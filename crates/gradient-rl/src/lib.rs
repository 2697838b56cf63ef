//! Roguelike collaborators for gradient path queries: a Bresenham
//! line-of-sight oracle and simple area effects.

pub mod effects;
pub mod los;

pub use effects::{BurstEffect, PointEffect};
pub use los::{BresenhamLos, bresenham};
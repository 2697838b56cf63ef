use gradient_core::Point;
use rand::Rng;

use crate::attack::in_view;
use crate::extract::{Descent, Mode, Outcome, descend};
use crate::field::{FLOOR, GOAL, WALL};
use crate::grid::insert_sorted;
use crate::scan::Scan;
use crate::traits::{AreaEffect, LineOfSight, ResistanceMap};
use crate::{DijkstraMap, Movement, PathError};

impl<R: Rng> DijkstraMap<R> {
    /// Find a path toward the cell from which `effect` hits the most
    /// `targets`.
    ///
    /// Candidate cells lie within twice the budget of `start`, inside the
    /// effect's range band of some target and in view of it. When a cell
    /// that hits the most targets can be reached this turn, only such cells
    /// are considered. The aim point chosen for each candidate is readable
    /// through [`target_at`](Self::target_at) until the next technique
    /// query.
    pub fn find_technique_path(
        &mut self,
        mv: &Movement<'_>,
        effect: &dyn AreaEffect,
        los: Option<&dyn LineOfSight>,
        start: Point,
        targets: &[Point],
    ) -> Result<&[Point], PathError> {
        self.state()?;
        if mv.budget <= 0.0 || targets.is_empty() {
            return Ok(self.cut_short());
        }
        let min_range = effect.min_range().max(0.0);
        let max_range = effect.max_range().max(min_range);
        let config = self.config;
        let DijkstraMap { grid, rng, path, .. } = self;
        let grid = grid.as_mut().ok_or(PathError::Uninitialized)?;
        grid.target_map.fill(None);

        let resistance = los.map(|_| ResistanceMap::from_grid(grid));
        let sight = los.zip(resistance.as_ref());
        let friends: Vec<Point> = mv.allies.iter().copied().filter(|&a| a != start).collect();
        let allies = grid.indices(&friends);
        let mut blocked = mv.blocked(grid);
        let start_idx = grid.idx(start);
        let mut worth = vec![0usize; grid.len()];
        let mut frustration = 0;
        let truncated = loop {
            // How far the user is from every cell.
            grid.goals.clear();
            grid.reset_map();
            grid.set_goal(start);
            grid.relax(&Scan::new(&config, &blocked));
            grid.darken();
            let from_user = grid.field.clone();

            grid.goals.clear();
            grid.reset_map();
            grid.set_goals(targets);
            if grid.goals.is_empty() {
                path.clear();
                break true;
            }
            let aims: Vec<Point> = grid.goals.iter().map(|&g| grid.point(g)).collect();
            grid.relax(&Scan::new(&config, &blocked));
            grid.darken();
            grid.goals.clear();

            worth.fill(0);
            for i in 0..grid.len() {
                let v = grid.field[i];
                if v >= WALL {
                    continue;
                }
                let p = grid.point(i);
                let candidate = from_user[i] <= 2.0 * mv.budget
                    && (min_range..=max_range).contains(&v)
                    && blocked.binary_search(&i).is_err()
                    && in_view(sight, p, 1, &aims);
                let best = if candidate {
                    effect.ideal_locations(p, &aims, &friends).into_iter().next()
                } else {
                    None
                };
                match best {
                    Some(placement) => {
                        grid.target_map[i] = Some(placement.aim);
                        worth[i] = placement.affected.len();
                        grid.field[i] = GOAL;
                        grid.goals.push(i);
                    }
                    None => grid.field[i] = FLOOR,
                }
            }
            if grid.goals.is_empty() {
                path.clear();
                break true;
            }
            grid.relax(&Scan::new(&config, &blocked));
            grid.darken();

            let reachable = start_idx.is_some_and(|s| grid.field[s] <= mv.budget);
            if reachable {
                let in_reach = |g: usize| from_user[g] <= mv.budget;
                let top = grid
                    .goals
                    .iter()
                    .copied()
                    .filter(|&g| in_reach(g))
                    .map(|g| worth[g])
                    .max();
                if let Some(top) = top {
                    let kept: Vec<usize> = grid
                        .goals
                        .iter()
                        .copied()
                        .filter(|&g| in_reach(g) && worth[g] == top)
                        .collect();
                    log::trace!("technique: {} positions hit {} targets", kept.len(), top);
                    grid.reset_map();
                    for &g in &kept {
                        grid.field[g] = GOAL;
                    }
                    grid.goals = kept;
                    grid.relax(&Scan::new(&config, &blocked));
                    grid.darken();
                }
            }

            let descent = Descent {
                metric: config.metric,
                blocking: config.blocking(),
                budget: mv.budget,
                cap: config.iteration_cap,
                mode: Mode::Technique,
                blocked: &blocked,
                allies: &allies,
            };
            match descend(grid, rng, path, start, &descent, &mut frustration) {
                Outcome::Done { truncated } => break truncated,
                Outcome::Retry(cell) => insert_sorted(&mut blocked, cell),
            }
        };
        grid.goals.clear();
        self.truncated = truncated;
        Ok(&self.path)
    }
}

^^^^

• [Work required]: Only one stretch of the entries above is wanted: the lines from the one containing "let config = self.config;" through the one containing "let mut blocked = mv.blocked(grid);". Please reproduce it exactly.

• [Solution below]:
        let config = self.config;
        let DijkstraMap { grid, rng, path, .. } = self;
        let grid = grid.as_mut().ok_or(PathError::Uninitialized)?;
        grid.target_map.fill(None);

        let resistance = los.map(|_| ResistanceMap::from_grid(grid));
        let sight = los.zip(resistance.as_ref());
        let friends: Vec<Point> = mv.allies.iter().copied().filter(|&a| a != start).collect();
        let allies = grid.indices(&friends);
        let mut blocked = mv.blocked(grid);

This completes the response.